I was recently cleaning out a drawer filled with paperwork I've collected over the years, when I ran across a two-page copy of something called "Summary of Key Principles." It's sort of a cheat sheet of key principles for leaders given to us at a management offsite way back in the 1980s, when I was director of administration for a highly successful software development company in Southern California.
As I read through the document, I realized that many of the principles within it are just as applicable today as they were 30-or-so years ago. They're simple, straightforward, easy to understand--and extremely effective.
Take a look and see what you think.
1. Make everything as simple as possible, but no simpler.
2. Assign responsibilities with reasonable precision and clearly identify the results desired.
3. Hold people accountable for achieving the results desired, and do it in a fair and equitable manner.
4. Prepare accurate performance appraisals.
6. Train, educate, and develop your people. Show interest in their work.

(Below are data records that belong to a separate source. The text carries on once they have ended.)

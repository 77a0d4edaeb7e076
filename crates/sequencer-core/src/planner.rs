//! Batch planning.
//!
//! Partitions an ordered step list into contiguous, non-overlapping batches of
//! at most `size` steps. Only the final batch may be shorter. Partitioning is
//! pure, so it is recomputed whenever the step list or mode changes rather
//! than being patched in place.

use std::ops::Range;

use sequencer_types::StepDefinition;

use crate::errors::EngineError;

/// One batch: a half-open range of step indices.
#[derive(Debug, Clone, PartialEq, Eq)]
pub struct Batch {
    pub index: usize,
    pub range: Range<usize>,
}

impl Batch {
    pub fn len(&self) -> usize {
        self.range.len()
    }

    pub fn is_empty(&self) -> bool {
        self.range.is_empty()
    }

    pub fn start(&self) -> usize {
        self.range.start
    }

    pub fn steps<'a>(&self, all: &'a [StepDefinition]) -> &'a [StepDefinition] {
        &all[self.range.clone()]
    }
}

#[derive(Debug, Clone, Copy, PartialEq, Eq)]
pub struct BatchPlanner {
    size: usize,
}

impl BatchPlanner {
    pub fn new(size: usize) -> Result<Self, EngineError> {
        if size == 0 {
            return Err(EngineError::configuration("batch size must be >= 1"));
        }
        Ok(Self { size })
    }

    pub fn size(&self) -> usize {
        self.size
    }

    pub fn partition(&self, steps: &[StepDefinition]) -> Vec<Batch> {
        self.partition_len(steps.len())
    }

    pub fn partition_len(&self, total: usize) -> Vec<Batch> {
        (0..total)
            .step_by(self.size)
            .enumerate()
            .map(|(index, start)| Batch {
                index,
                range: start..(start + self.size).min(total),
            })
            .collect()
    }

    /// Whether `cursor` sits on a batch boundary.
    pub fn is_aligned(&self, cursor: usize) -> bool {
        cursor % self.size == 0
    }
}

/// Convenience wrapper around [`BatchPlanner::partition`].
pub fn partition(steps: &[StepDefinition], size: usize) -> Result<Vec<Batch>, EngineError> {
    Ok(BatchPlanner::new(size)?.partition(steps))
}
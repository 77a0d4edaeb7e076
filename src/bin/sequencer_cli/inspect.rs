//! `validate` and `plan` commands - check a sequence file without running it

use anyhow::Result;
use clap::Parser;
use std::path::PathBuf;

use super::output::{format_plan, format_plan_json};
use sequencer_core::config::DEFAULT_BATCH_SIZE;
use sequencer_core::SequenceSpec;
use sequencer_types::env_utils::env_var_or;

#[derive(Parser, Debug)]
pub struct ValidateCmd {
    /// Sequence file (.json, .yaml or .yml)
    pub file: PathBuf,
}

impl ValidateCmd {
    pub fn execute(&self, json_output: bool) -> Result<()> {
        let spec = SequenceSpec::load_from_path(&self.file)?;
        if json_output {
            println!(
                "{}",
                serde_json::to_string_pretty(&serde_json::json!({
                    "valid": true,
                    "name": spec.display_name(),
                    "steps": spec.steps.len(),
                    "mode": spec.mode,
                    "auto_execute": spec.auto_execute,
                }))?
            );
        } else {
            println!(
                "\x1b[32m✓\x1b[0m {} is valid: {} step(s), {} mode{}",
                self.file.display(),
                spec.steps.len(),
                spec.mode.as_str(),
                if spec.auto_execute { ", auto-execute" } else { "" }
            );
        }
        Ok(())
    }
}

#[derive(Parser, Debug)]
pub struct PlanCmd {
    /// Sequence file (.json, .yaml or .yml)
    pub file: PathBuf,

    /// Steps per batch (default: SEQUENCER_BATCH_SIZE or 5)
    #[arg(long)]
    pub batch_size: Option<usize>,
}

impl PlanCmd {
    pub fn execute(&self, json_output: bool) -> Result<()> {
        let spec = SequenceSpec::load_from_path(&self.file)?;
        let batch_size = self
            .batch_size
            .unwrap_or_else(|| env_var_or("SEQUENCER_BATCH_SIZE", DEFAULT_BATCH_SIZE));
        let batches = spec.plan(batch_size)?;
        if json_output {
            println!("{}", format_plan_json(&spec, &batches, batch_size));
        } else {
            print!("{}", format_plan(&spec, &batches, batch_size));
        }
        Ok(())
    }
}
//! CLI subcommands for move-sequencer.

pub mod inspect;
pub mod output;
pub mod run;

use tracing_subscriber::EnvFilter;

/// Install the stderr log subscriber. `RUST_LOG` takes precedence over the
/// `--verbose` level.
pub fn init_logging(verbose: bool) {
    let level = if verbose { "debug" } else { "info" };
    let filter = EnvFilter::try_from_default_env().unwrap_or_else(|_| EnvFilter::new(level));

    let subscriber = tracing_subscriber::fmt()
        .with_env_filter(filter)
        .with_writer(std::io::stderr)
        .with_target(false)
        .finish();

    let _ = tracing::subscriber::set_global_default(subscriber);
}
//! Sequence files.
//!
//! A sequence file names the ordered steps of one orchestration together
//! with the execution mode and auto-execute policy it should start with.
//! JSON and YAML are both accepted, chosen by file extension.

use anyhow::{bail, Context, Result};
use serde::{Deserialize, Serialize};
use std::fs;
use std::path::Path;

use sequencer_types::StepDefinition;

use crate::planner::{Batch, BatchPlanner};
use crate::state::ExecutionMode;

pub const SUPPORTED_SEQUENCE_VERSION: u32 = 1;

#[derive(Debug, Clone, PartialEq, Serialize, Deserialize)]
pub struct SequenceSpec {
    #[serde(default = "default_sequence_version")]
    pub version: u32,
    #[serde(default)]
    pub name: Option<String>,
    #[serde(default)]
    pub description: Option<String>,
    #[serde(default)]
    pub mode: ExecutionMode,
    #[serde(default)]
    pub auto_execute: bool,
    #[serde(default)]
    pub steps: Vec<StepDefinition>,
}

fn default_sequence_version() -> u32 {
    SUPPORTED_SEQUENCE_VERSION
}

impl SequenceSpec {
    pub fn new(steps: Vec<StepDefinition>) -> Self {
        Self {
            version: SUPPORTED_SEQUENCE_VERSION,
            name: None,
            description: None,
            mode: ExecutionMode::Single,
            auto_execute: false,
            steps,
        }
    }

    pub fn load_from_path(path: &Path) -> Result<Self> {
        let raw = fs::read_to_string(path)
            .with_context(|| format!("Failed to read sequence file {}", path.display()))?;
        let ext = path
            .extension()
            .and_then(|value| value.to_str())
            .unwrap_or_default()
            .to_ascii_lowercase();

        let spec = if ext == "yaml" || ext == "yml" {
            serde_yaml::from_str::<Self>(&raw)
                .with_context(|| format!("Invalid YAML sequence file {}", path.display()))?
        } else {
            serde_json::from_str::<Self>(&raw)
                .with_context(|| format!("Invalid JSON sequence file {}", path.display()))?
        };

        spec.validate()?;
        Ok(spec)
    }

    pub fn display_name(&self) -> &str {
        self.name
            .as_deref()
            .filter(|name| !name.trim().is_empty())
            .unwrap_or("unnamed sequence")
    }

    pub fn validate(&self) -> Result<()> {
        let mut issues = Vec::new();
        self.collect_validation_issues(&mut issues);
        if issues.is_empty() {
            return Ok(());
        }

        let formatted = issues
            .into_iter()
            .enumerate()
            .map(|(idx, issue)| format!("  {}. {}", idx + 1, issue))
            .collect::<Vec<_>>()
            .join("\n");
        bail!("Sequence validation failed:\n{formatted}");
    }

    fn collect_validation_issues(&self, issues: &mut Vec<String>) {
        if self.version != SUPPORTED_SEQUENCE_VERSION {
            issues.push(format!(
                "unsupported version {} (expected {})",
                self.version, SUPPORTED_SEQUENCE_VERSION
            ));
        }
        if self.name.as_ref().is_some_and(|name| name.trim().is_empty()) {
            issues.push("name cannot be empty".to_string());
        }
        if self.steps.is_empty() {
            issues.push("steps must contain at least one entry".to_string());
        }

        for (idx, step) in self.steps.iter().enumerate() {
            let step_number = idx + 1;
            if step.title.trim().is_empty() {
                issues.push(format!("step {step_number} has an empty `title`"));
            }
            for (arg_idx, type_arg) in step.type_arguments.iter().enumerate() {
                if type_arg.trim().is_empty() {
                    issues.push(format!(
                        "step {step_number}: type argument {} is empty",
                        arg_idx + 1
                    ));
                }
            }
        }
    }

    /// Batch boundaries for `batch_size`, regardless of `mode`.
    pub fn plan(&self, batch_size: usize) -> Result<Vec<Batch>> {
        let planner = BatchPlanner::new(batch_size)?;
        Ok(planner.partition(&self.steps))
    }
}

7. Delegate authority commensurate with a person's responsibilities and capabilities. Give people freedom to act.
8. Do not exploit people. Provide fair compensation.
9. Respect individuals. They are your most valuable resource.
11. Be reasonably accessible to others.
12. Keep people informed.
14. Minimize non-productive paperwork.
15. Forgive mistakes; do not forgive hiding problems that should have been reported.
16. Do not substitute systems for leadership and effective day-to-day management.
17. Identify problems primarily through people and good upward communications.
18. Use management-by-exception.
19. Achieve conflict resolution at the lowest possible level of the organization.